The test steps are as follows: taking a flat workpiece with the cross section of 3cm multiplied by 3cm and the thickness of 0.5cm as a processing object, randomly extracting 3 workpiece samples from the workpieces processed in the examples 1-10 and the comparative examples 1-7 respectively, dividing the workpiece samples into different test groups, and carrying out ' accelerated test of cyclic exposure under salt fog, dry and wet conditions ' on the workpiece samples of each test group according to the national standard GB/T20854-2007 of the people's republic of China, wherein each test parameter is as follows:

1. test equipment: the volume of the exposure box adopted in the standard appendix A is 0.8m³The pressure of the compressed air of the spraying device is 80 kPa;

2. test parameters are as follows: the temperature under the condition of salt fog is 30 ℃, and the concentration of the salt solution is 50 g/L; the temperature under "dry" conditions was 60 ℃ and the relative humidity was 20% RH; the temperature under "wet" conditions was 50 ℃ and the relative humidity was 98% RH; the time required for the transition between the salt spray, "dry" and "wet" conditions was 10 min; the collection rate of the salt spray solution in the test preparation stage is 1.4ml/h, the concentration of the collected sodium chloride solution is 50.6g/L, and the pH value is 6.8;

the end of the test was taken as the corrosion of all the workpieces, during which the salt spray, "dry" and "wet" conditions were cycled continuously. The time at which corrosion began to occur was recorded for each set of workpieces, and the average time t at which corrosion began to occur for each test set was calculated, and the results of the experiment are shown in table 4 below.
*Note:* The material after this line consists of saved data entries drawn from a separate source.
use std::collections::BTreeMap;

use futures::future::join_all;

use super::{
    PAGE_LIMIT,
    retry::{Clock, RetryExecutor},
};
use crate::{
    error::{Result, WayfinderError},
    spotify::SpotifyApi,
    types::{PageRequest, TrackEndpoint, TrackItem},
};

/// Items of a remote collection keyed by their absolute index.
///
/// Indices that belong to a failed page are simply absent; the remaining
/// items keep their original position.
#[derive(Debug)]
pub struct IndexedCollection<T> {
    total: u32,
    items: BTreeMap<usize, T>,
    failures: Vec<WayfinderError>,
}

impl<T> IndexedCollection<T> {
    pub fn new(total: u32) -> Self {
        Self {
            total,
            items: BTreeMap::new(),
            failures: Vec::new(),
        }
    }

    /// Writes the items of one page starting at `offset`.
    pub fn insert_page(&mut self, offset: u32, items: Vec<T>) {
        for (index, item) in items.into_iter().enumerate() {
            self.items.insert(offset as usize + index, item);
        }
    }

    pub fn record_failure(&mut self, failure: WayfinderError) {
        self.failures.push(failure);
    }

    /// Collection size the remote declared in the probe.
    pub fn total(&self) -> u32 {
        self.total
    }

    /// Number of populated indices.
    pub fn len(&self) -> usize {
        self.items.len()
    }

    pub fn is_empty(&self) -> bool {
        self.items.is_empty()
    }

    pub fn get(&self, index: usize) -> Option<&T> {
        self.items.get(&index)
    }

    pub fn is_complete(&self) -> bool {
        self.failures.is_empty() && self.items.len() == self.total as usize
    }

    /// `PageFailed` errors of pages that were replaced by empty results.
    pub fn failures(&self) -> &[WayfinderError] {
        &self.failures
    }

    pub fn missing_indices(&self) -> Vec<usize> {
        (0..self.total as usize)
            .filter(|index| !self.items.contains_key(index))
            .collect()
    }

    /// Populated items in original remote order.
    pub fn into_vec(self) -> Vec<T> {
        self.items.into_values().collect()
    }

    /// Items in remote order together with the recorded page failures.
    pub fn into_parts(self) -> (Vec<T>, Vec<WayfinderError>) {
        (self.items.into_values().collect(), self.failures)
    }
}

fn page_count(total: u32, page_size: u32) -> u32 {
    total.div_ceil(page_size)
}

/// Fetches a whole paginated track collection.
///
/// Issues one probe without offset to learn `total`, then requests every page
/// concurrently, each wrapped in the retry executor. A page that still fails
/// is logged, recorded as `PageFailed` and left empty; the other pages are
/// kept. A failing probe is returned as an error.
pub async fn fetch_all<A, C>(
    api: &A,
    retry: &RetryExecutor<C>,
    endpoint: TrackEndpoint,
    page_size: u32,
) -> Result<IndexedCollection<TrackItem>>
where
    A: SpotifyApi + ?Sized,
    C: Clock,
{
    let page_size = page_size.clamp(1, PAGE_LIMIT);
    let probe = PageRequest::probe(endpoint);
    let total = retry
        .execute(&format!("{endpoint} probe"), || api.fetch_page(probe))
        .await?
        .total;

    let mut collection = IndexedCollection::new(total);
    if total == 0 {
        return Ok(collection);
    }

    let num_pages = page_count(total, page_size);
    log::debug!("{endpoint}: {total} items in {num_pages} pages of {page_size}");

    let pages = (0..num_pages).map(|page| {
        let request = PageRequest::page(endpoint, page * page_size, page_size);
        async move {
            let label = format!("{endpoint} page at offset {}", page * page_size);
            let result = retry.execute(&label, || api.fetch_page(request)).await;
            (page * page_size, result)
        }
    });

    for (offset, result) in join_all(pages).await {
        match result {
            Ok(page) => collection.insert_page(offset, page.items),
            Err(err) => {
                log::warn!("{endpoint}: dropping page at offset {offset}: {err}");
                collection.record_failure(WayfinderError::PageFailed {
                    offset,
                    source: Box::new(err),
                });
            }
        }
    }

    Ok(collection)
}

/// Fetches a single retry-wrapped page, for endpoints that are read in one go
/// (recently played, top tracks).
pub async fn fetch_page<A, C>(
    api: &A,
    retry: &RetryExecutor<C>,
    request: PageRequest,
) -> Result<Vec<TrackItem>>
where
    A: SpotifyApi + ?Sized,
    C: Clock,
{
    let label = request.endpoint.to_string();
    let page = retry.execute(&label, || api.fetch_page(request)).await?;
    Ok(page.items)
}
Table 4: average time t (h) to onset of corrosion for examples 1-10 and comparative examples 1-7

Comparing the data of examples 1-2 and examples 3-4 in Table 4, it can be seen that the t values of examples 3-4 are significantly higher than those of examples 1-2, which indicates that the zincated layers of examples 3-4 have better corrosion resistance. This is because the lanthanum sulfate is added in the zincating process in examples 3 to 4, which can effectively improve the corrosion resistance of the zincating layer.

Comparing the data in Table 4 for examples 1-2 and examples 9-10, it can be seen that the t values for examples 9-10 are significantly higher than for examples 1-2, which illustrates the better corrosion resistance of the zincated layers of examples 9-10, since examples 9-10 use silica sols of different colloidal particle sizes and viscosities during passivation. Thus, the ranges of the parameters in examples 9 to 10 in which the particle diameter and viscosity of the silica sol were more preferable were shown.

Comparing the data of examples 1-2, examples 5-8 and comparative examples 1-7 in table 4, and analyzing the test results and conclusions of test one, it can be seen that the corrosion resistance of the zincated layer is related to the uniformity of the zincated layer, and the more uniform the zincated layer is, the higher the corrosion resistance is under the influence of the process steps and parameters, thus illustrating the effect of the various processes and parameters of the present application on the corrosion resistance of the zincated layer.

The present embodiment is only for explaining the present application, and it is not limited to the present application, and those skilled in the art can make modifications of the present embodiment without inventive contribution as needed after reading the present specification, but all of them are protected by patent law within the scope of the claims of the present application.